▸ What to do: Once every line in the data below has been checked for "spoken", give the number of lines that hold it, and only that.

··· Data to examine

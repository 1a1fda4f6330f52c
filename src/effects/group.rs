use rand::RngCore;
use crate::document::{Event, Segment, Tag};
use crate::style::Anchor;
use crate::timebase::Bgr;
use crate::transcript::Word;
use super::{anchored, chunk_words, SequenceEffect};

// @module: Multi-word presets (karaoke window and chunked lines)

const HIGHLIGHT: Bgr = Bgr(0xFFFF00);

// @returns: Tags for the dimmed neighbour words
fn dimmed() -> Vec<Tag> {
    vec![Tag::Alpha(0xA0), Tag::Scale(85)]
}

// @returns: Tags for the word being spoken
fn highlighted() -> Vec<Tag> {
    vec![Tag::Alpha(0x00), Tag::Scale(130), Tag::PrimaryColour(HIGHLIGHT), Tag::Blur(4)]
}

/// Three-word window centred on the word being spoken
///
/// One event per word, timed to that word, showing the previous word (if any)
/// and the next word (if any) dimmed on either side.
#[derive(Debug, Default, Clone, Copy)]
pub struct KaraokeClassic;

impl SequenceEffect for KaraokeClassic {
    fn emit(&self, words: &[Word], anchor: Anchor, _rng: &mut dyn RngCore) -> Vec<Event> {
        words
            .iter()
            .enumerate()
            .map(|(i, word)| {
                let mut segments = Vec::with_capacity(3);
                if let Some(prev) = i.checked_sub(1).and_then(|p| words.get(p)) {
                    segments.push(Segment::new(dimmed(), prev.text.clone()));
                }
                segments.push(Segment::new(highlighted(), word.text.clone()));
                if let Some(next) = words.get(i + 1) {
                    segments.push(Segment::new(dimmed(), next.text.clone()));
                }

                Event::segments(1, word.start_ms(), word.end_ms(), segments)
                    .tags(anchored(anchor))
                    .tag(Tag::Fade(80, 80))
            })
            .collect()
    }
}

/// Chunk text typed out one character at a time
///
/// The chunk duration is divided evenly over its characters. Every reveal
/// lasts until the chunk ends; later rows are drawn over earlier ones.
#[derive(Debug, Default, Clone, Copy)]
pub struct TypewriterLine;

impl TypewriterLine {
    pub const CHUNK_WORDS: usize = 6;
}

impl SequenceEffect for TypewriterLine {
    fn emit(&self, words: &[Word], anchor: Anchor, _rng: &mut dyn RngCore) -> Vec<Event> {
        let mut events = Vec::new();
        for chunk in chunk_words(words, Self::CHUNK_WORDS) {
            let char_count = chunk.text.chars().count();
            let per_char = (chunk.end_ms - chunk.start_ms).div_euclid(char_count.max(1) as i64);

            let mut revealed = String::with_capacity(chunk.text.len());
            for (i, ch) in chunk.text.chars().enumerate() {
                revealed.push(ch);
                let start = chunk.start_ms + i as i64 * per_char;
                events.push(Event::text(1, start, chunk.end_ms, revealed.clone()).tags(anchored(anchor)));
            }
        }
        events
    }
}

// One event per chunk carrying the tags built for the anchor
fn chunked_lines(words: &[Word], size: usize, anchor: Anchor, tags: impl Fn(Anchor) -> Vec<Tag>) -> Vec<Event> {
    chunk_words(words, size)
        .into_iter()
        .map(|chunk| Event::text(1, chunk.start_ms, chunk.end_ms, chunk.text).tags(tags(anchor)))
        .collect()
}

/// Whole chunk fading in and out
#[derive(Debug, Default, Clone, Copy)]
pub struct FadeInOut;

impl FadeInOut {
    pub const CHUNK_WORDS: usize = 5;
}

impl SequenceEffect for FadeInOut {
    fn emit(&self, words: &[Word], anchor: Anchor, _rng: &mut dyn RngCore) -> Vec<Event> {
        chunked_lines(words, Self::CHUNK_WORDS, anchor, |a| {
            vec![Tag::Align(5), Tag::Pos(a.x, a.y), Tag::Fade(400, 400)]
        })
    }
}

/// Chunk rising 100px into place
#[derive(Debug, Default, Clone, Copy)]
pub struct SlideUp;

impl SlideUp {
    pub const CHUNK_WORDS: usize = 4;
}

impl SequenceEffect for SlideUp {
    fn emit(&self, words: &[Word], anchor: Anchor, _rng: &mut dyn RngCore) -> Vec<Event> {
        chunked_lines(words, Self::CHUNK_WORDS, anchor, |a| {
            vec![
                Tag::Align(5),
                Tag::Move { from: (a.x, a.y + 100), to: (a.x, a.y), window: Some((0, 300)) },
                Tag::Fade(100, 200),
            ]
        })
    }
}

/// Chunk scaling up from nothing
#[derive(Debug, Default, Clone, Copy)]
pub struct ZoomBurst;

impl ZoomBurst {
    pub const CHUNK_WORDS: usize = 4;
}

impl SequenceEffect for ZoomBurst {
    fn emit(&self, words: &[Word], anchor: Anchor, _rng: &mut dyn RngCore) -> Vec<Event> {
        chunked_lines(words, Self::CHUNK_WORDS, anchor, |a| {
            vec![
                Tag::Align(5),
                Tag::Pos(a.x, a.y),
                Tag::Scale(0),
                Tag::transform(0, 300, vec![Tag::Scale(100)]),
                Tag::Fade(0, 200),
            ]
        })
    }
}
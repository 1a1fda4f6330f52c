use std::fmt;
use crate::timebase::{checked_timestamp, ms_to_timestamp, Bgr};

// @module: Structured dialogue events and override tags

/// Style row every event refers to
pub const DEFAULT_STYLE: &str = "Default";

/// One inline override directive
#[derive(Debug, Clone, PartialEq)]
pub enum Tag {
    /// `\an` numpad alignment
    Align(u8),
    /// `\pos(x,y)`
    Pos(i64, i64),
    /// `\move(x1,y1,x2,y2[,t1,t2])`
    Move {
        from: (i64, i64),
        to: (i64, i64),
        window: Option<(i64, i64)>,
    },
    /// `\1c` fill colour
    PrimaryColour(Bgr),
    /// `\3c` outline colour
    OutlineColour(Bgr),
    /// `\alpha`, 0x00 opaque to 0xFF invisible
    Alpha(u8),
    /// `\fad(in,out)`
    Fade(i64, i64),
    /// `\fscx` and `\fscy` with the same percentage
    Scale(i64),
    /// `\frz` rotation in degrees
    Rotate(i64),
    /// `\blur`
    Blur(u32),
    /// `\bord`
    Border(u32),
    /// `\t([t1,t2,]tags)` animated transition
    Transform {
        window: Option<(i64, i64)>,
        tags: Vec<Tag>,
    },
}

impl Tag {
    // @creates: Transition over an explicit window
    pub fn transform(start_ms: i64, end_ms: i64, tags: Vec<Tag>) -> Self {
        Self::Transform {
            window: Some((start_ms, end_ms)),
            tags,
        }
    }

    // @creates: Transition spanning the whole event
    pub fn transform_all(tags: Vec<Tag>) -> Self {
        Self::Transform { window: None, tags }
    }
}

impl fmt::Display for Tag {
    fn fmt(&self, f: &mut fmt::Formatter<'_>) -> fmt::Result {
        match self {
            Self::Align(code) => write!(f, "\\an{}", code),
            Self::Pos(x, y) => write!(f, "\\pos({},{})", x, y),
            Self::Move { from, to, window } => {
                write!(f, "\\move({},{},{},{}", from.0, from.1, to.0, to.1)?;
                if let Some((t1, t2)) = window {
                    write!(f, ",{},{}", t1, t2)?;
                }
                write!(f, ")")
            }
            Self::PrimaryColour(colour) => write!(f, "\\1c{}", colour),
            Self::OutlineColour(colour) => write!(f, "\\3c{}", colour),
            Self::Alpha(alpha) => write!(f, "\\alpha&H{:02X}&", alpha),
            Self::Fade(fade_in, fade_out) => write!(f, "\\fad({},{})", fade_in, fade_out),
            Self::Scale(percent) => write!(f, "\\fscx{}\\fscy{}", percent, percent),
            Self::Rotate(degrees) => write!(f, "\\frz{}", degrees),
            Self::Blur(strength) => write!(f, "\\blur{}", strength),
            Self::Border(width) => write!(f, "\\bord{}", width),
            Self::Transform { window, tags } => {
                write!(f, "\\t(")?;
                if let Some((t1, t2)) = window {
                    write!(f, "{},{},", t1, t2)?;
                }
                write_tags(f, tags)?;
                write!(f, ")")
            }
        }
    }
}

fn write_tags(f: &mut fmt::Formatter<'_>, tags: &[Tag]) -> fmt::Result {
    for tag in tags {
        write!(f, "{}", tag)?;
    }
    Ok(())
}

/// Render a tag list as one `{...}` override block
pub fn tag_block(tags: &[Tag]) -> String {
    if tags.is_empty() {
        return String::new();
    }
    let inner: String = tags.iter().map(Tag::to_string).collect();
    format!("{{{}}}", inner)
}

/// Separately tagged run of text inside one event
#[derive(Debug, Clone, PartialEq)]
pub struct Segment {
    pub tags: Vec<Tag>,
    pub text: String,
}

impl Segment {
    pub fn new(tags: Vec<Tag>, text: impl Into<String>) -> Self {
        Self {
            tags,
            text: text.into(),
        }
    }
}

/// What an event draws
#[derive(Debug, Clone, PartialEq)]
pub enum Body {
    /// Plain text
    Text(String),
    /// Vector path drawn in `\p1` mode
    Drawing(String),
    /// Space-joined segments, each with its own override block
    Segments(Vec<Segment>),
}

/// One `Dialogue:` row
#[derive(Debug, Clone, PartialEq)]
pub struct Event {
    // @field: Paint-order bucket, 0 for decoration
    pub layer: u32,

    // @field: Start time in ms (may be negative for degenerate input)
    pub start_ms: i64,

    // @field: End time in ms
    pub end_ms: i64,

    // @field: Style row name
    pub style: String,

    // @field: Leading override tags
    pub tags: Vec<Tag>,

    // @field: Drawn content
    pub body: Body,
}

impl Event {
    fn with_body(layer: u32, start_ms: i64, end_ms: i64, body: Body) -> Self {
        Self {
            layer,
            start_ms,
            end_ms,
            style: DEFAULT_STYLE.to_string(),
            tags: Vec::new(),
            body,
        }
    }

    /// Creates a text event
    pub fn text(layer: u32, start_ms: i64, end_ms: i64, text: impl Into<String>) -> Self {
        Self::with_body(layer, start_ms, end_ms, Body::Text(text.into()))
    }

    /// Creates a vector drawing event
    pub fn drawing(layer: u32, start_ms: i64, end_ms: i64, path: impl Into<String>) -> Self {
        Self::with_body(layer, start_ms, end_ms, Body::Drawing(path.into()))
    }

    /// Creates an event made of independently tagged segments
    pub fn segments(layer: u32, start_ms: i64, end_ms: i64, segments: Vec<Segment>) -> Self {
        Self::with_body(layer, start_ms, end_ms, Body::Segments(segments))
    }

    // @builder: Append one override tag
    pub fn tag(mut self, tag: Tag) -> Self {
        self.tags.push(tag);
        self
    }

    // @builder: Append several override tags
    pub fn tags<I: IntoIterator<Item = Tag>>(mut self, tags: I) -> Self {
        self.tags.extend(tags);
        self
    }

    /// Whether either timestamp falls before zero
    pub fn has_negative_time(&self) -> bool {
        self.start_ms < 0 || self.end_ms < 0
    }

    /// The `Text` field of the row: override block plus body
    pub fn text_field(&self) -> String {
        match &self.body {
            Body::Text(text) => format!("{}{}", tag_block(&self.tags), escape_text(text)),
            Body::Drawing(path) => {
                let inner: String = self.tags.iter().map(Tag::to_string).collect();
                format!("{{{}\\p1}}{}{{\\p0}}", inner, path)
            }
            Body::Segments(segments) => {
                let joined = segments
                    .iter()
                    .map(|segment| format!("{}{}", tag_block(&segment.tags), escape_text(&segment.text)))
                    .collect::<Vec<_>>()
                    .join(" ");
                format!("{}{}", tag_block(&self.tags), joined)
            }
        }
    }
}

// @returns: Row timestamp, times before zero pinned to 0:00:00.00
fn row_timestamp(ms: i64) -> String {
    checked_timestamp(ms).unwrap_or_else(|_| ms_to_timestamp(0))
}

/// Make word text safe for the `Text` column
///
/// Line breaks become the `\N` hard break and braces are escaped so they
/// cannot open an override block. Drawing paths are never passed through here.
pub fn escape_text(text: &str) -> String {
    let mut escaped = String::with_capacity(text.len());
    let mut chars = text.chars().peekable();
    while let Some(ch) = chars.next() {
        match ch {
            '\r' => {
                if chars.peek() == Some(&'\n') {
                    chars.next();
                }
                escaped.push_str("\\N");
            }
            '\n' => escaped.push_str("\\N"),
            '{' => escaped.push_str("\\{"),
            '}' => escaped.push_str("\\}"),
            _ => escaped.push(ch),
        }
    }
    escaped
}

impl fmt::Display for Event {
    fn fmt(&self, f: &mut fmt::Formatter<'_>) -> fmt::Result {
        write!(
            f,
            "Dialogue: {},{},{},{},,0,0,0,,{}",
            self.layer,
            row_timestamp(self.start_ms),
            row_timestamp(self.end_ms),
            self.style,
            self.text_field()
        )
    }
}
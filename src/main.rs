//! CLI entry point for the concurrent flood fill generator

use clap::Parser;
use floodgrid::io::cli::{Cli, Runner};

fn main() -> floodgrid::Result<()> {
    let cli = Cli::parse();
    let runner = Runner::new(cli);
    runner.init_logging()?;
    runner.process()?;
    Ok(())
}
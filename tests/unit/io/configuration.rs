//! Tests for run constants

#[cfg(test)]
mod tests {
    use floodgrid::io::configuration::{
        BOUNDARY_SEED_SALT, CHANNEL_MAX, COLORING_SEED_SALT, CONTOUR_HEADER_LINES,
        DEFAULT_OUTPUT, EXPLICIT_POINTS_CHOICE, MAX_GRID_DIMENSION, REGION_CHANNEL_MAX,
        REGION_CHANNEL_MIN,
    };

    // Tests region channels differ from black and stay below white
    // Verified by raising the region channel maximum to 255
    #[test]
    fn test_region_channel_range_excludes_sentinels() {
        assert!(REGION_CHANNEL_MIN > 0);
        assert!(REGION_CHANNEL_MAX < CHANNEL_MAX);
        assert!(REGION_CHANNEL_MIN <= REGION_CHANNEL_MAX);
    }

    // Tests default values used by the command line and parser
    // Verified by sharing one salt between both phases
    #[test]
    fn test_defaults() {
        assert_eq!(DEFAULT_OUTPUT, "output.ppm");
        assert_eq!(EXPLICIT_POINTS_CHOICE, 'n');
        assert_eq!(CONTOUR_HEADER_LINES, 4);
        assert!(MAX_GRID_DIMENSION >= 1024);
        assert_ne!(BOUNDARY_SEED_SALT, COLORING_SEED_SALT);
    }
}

······

▸ Solution to the exercise: 2